Hi, well, the problem was the USB power, so, I decide to use a 3amp DC/DC adjustable converter.

Charge this batt in like 40 minutes


----------



## mvyrmnd (Jan 18, 2013)

Changchung said:


> Hi, well, the problem was the USB power, so, I decide to use a 3amp DC/DC adjustable converter.
> 
> Charge this batt in like 40 minutes



There you go!


----------



## Changchung (Jan 19, 2013)

mvyrmnd said:


> There you go!



Thanks...


----------



## javor (Jan 19, 2013)

Changchung said:


> Hi, well, the problem was the USB power, so, I decide to use a 3amp DC/DC adjustable converter.
> 
> Charge this batt in like 40 minutes



I see you are using voltmeter. Which model ? Are you satisfied with precision and range ?


----------



## VidPro (Jan 19, 2013)

Norm said:


> PCB Charging Board For 3 Packs 3.7V Li-ion Lithium 18650 Recharge Battery 4A-5A
> 
> Ebay Item number: 300807082644



Me thinks that this is not so much a "charging board" but is a 3x li-ion pack protection curcuit? I have a 4s pack protection curcuit and the layout is very very close to the same as this, including chip shape and number and size and connection points.
On the data sheet i do not see any provided rate of charge information, or any indication that it has a current thingee or voltage thingee other than cut-offs. 

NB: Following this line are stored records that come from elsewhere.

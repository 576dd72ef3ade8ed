//! API server.

use std::sync::Arc;

use tokio::net::TcpListener;
use tracing::info;

use claimrunner_core::Controller;

use crate::error::ApiError;
use crate::http::routes::create_router;

/// API server configuration.
#[derive(Debug, Clone)]
pub struct ApiConfig {
    pub host: String,
    pub port: u16,
}

impl ApiConfig {
    pub fn new(host: impl Into<String>, port: u16) -> Self {
        Self {
            host: host.into(),
            port,
        }
    }
}

impl Default for ApiConfig {
    fn default() -> Self {
        Self {
            host: "127.0.0.1".to_string(),
            port: 8787,
        }
    }
}

pub struct ApiServer {
    config: ApiConfig,
    controller: Arc<Controller>,
}

impl ApiServer {
    pub fn new(config: ApiConfig, controller: Arc<Controller>) -> Self {
        Self { config, controller }
    }

    pub fn addr(&self) -> String {
        format!("{}:{}", self.config.host, self.config.port)
    }

    /// Bind the listen socket. The host may be a name such as `localhost`.
    pub async fn bind(&self) -> Result<TcpListener, ApiError> {
        TcpListener::bind((self.config.host.as_str(), self.config.port))
            .await
            .map_err(|source| ApiError::Bind {
                addr: self.addr(),
                source,
            })
    }

    /// Serve until `shutdown` resolves.
    pub async fn run<F>(&self, shutdown: F) -> Result<(), ApiError>
    where
        F: std::future::Future<Output = ()> + Send + 'static,
    {
        let app = create_router(self.controller.clone());
        let listener = self.bind().await?;

        match listener.local_addr() {
            Ok(addr) => info!("Control API listening on http://{}", addr),
            Err(_) => info!("Control API listening on http://{}", self.addr()),
        }
        axum::serve(listener, app)
            .with_graceful_shutdown(shutdown)
            .await?;

        Ok(())
    }
}
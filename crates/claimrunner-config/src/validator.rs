//! Configuration validation.

use crate::schema::Config;

/// Validation result.
#[derive(Debug, Default)]
pub struct ValidationResult {
    pub errors: Vec<ValidationError>,
    pub warnings: Vec<ValidationWarning>,
}

impl ValidationResult {
    pub fn is_valid(&self) -> bool {
        self.errors.is_empty()
    }

    pub fn add_error(&mut self, error: ValidationError) {
        self.errors.push(error);
    }

    pub fn add_warning(&mut self, warning: ValidationWarning) {
        self.warnings.push(warning);
    }
}

/// A validation error.
#[derive(Debug)]
pub struct ValidationError {
    pub path: String,
    pub message: String,
}

impl ValidationError {
    pub fn new(path: impl Into<String>, message: impl Into<String>) -> Self {
        Self {
            path: path.into(),
            message: message.into(),
        }
    }
}

/// A validation warning.
#[derive(Debug)]
pub struct ValidationWarning {
    pub path: String,
    pub message: String,
}

impl ValidationWarning {
    pub fn new(path: impl Into<String>, message: impl Into<String>) -> Self {
        Self {
            path: path.into(),
            message: message.into(),
        }
    }
}

/// Configuration validator.
pub struct ConfigValidator;

impl ConfigValidator {
    /// Validate the configuration.
    pub fn validate(config: &Config) -> ValidationResult {
        let mut result = ValidationResult::default();

        Self::validate_server(config, &mut result);
        Self::validate_browser(config, &mut result);
        Self::validate_sequencer(config, &mut result);
        Self::validate_scan(config, &mut result);

        result
    }

    fn validate_server(config: &Config, result: &mut ValidationResult) {
        if config.server.port == 0 {
            result.add_error(ValidationError::new("server.port", "Port cannot be 0"));
        }
        if config.server.host.is_empty() {
            result.add_error(ValidationError::new("server.host", "Host cannot be empty"));
        }
    }

    fn validate_browser(config: &Config, result: &mut ValidationResult) {
        if config.browser.debug_port == 0 {
            result.add_error(ValidationError::new(
                "browser.debug_port",
                "Debug port cannot be 0",
            ));
        }
        if config.browser.debug_port == config.server.port {
            result.add_error(ValidationError::new(
                "browser.debug_port",
                "Debug port collides with server.port",
            ));
        }
    }

    fn validate_sequencer(config: &Config, result: &mut ValidationResult) {
        let seq = &config.sequencer;

        for (path, value) in [
            ("sequencer.load_poll_ms", seq.load_poll_ms),
            ("sequencer.capture_poll_ms", seq.capture_poll_ms),
            ("sequencer.result_poll_ms", seq.result_poll_ms),
        ] {
            if value == 0 {
                result.add_error(ValidationError::new(path, "Poll interval must be positive"));
            }
        }

        if seq.capture_timeout_ms == 0 {
            result.add_error(ValidationError::new(
                "sequencer.capture_timeout_ms",
                "Capture needs a positive ceiling",
            ));
        }

        if seq.result_poll_ms > seq.result_timeout_ms {
            result.add_warning(ValidationWarning::new(
                "sequencer.result_poll_ms",
                "Poll interval exceeds the result timeout; the slot is read once",
            ));
        }

        if seq.tab_settle_ms >= 1_000 {
            result.add_warning(ValidationWarning::new(
                "sequencer.tab_settle_ms",
                "Settle pauses of a second or more slow down long runs",
            ));
        }
    }

    fn validate_scan(config: &Config, result: &mut ValidationResult) {
        if config.scan.interval_minutes == 0 {
            result.add_error(ValidationError::new(
                "scan.interval_minutes",
                "Scan interval must be at least one minute",
            ));
        }
        if config.scan.target_host.trim().is_empty() {
            result.add_error(ValidationError::new(
                "scan.target_host",
                "Target host cannot be empty",
            ));
        }
    }
}

#[cfg(test)]
#[path = "validator_tests.rs"]
mod tests;
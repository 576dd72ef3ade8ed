//! Browser collaborator traits.
//!
//! The core never talks to a browser directly. It drives tabs through
//! [`TabHost`], sends commands to the injected page agent through
//! [`ClickDriver`] and reads page facts through [`PageProbe`].

use async_trait::async_trait;

use crate::error::BrowserError;
use crate::types::{
    ClaimCheck, ClaimId, DriverCommand, LinkCandidate, LoadState, Slot, SlotValue, TabHandle,
};

/// Tab lifecycle operations.
#[async_trait]
pub trait TabHost: Send + Sync {
    /// Open a new tab at `url`, in the foreground or background.
    async fn open_tab(&self, url: &str, foreground: bool) -> Result<TabHandle, BrowserError>;

    /// Current document load state of the tab.
    async fn load_state(&self, tab: &TabHandle) -> Result<LoadState, BrowserError>;

    /// Bring the tab to the foreground.
    async fn activate_tab(&self, tab: &TabHandle) -> Result<(), BrowserError>;

    /// Close the tab.
    async fn close_tab(&self, tab: &TabHandle) -> Result<(), BrowserError>;

    /// The tab the user is currently looking at, if any.
    async fn active_tab(&self) -> Result<Option<TabHandle>, BrowserError>;
}

/// Command channel to the page agent.
///
/// Commands do not wait for the page; callers read [`Slot`]s with their own
/// deadline.
#[async_trait]
pub trait ClickDriver: Send + Sync {
    /// Make sure the page agent is installed in the tab. Idempotent.
    async fn attach(&self, tab: &TabHandle) -> Result<(), BrowserError>;

    /// Send a command to the page agent.
    async fn dispatch(&self, tab: &TabHandle, command: DriverCommand) -> Result<(), BrowserError>;

    /// Read a result slot. `None` when the slot is empty.
    async fn read_slot(&self, tab: &TabHandle, slot: Slot) -> Result<Option<SlotValue>, BrowserError>;
}

/// Read-only page scraping.
///
/// Results are best effort; no guarantee beyond text matching.
#[async_trait]
pub trait PageProbe: Send + Sync {
    /// Candidate links with inferred item ids, deduplicated by href.
    async fn extract_links(&self, tab: &TabHandle) -> Result<Vec<LinkCandidate>, BrowserError>;

    /// Item ids the page itself shows as claimed, sorted.
    async fn claimed_on_page(&self, tab: &TabHandle) -> Result<Vec<ClaimId>, BrowserError>;

    /// Whether a claim control is present.
    async fn claim_control(&self, tab: &TabHandle) -> Result<ClaimCheck, BrowserError>;
}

5 Battery connection points, which should relate to 4 batteries, not 3. *B3-: no use *(explains that) The title is the thing that makes it confusing.

Ya wouldnt charge most li-ion at 5A and a wee little board like that probably couldnt do all that CC/CV stuff at 5A , but a 5amp protection curcuit looks just like that. and costs about that price also. It is either a very poor title, or both pictures are incorrect for what your getting.


----------



## Changchung (Jan 19, 2013)

javor said:


> I see you are using voltmeter. Which model ? Are you satisfied with precision and range ?



Well, last night I have the same doubt, so, I make a measurent with a DMM and I see some difference, when the small display show 4,12v in the DMM I get 4,08v

Tomorrow I will test others two voltmeters to see what I get...

I buy it in ebay, you can find it in buyincoins as well.


Sent from my phone with camera with flash and internet on it...


----------



## jbeebo (Feb 1, 2013)

Hi guys, new here please go easy on me!

Was wondering if anyone has tried these really cool boards in a 3S lipo config. I.e. hook them in series between a 13-15Vdc source and run them to the balance leads of the 3S.

If 3 chargers: lowest voltage one closest to ground potential = "A", middle = "B", highest voltage one closest to 14V source = "C". IN_GND of A connected to GND of power source. In+ of A connected to IN_GND of B. IN+ of B connected to IN_GND of C. IN+ of C connected to +14V of power source. Same basic config on output side going to balance lead.

I imagine you'd need some power resistor divider network?

One last question...I see the TP4056 has a fixed termination voltage of 4.2V. For charging LiFe battery with termination of 3.7V, any reason why could not use 1N400x series diode drop to get voltage to battery correct?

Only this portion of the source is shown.